● **LISTED RECORDS**:
//! # Media Relay Telegram Bot
//!
//! A Telegram bot that downloads videos and audio from the links users send, using
//! yt-dlp (or a plain HTTP fetch for direct media links), and relays the files back
//! through the Bot API.

pub mod bot;
pub mod circuit_breaker;
pub mod config;
pub mod deduplication;
pub mod direct_fetch;
pub mod download_config;
pub mod download_errors;
pub mod downloader;
pub mod errors;
pub mod limits;
pub mod localization;
pub mod observability;
pub mod observability_config;
pub mod pending;
pub mod url_validation;
pub mod webhook;

// Re-export types for easier access
pub use config::AppConfig;
pub use download_errors::DownloadError;
pub use downloader::{DownloadManager, DownloadedMedia, MediaKind};
pub use errors::{AppError, AppResult};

● **TASK STATEMENT**: Every record above needs to be given again exactly.

● **SOLUTION**:
//! # Media Relay Telegram Bot
//!
//! A Telegram bot that downloads videos and audio from the links users send, using
//! yt-dlp (or a plain HTTP fetch for direct media links), and relays the files back
//! through the Bot API.

pub mod bot;
pub mod circuit_breaker;
pub mod config;
pub mod deduplication;
pub mod direct_fetch;
pub mod download_config;
pub mod download_errors;
pub mod downloader;
pub mod errors;
pub mod limits;
pub mod localization;
pub mod observability;
pub mod observability_config;
pub mod pending;
pub mod url_validation;
pub mod webhook;

// Re-export types for easier access
pub use config::AppConfig;
pub use download_errors::DownloadError;
pub use downloader::{DownloadManager, DownloadedMedia, MediaKind};
pub use errors::{AppError, AppResult};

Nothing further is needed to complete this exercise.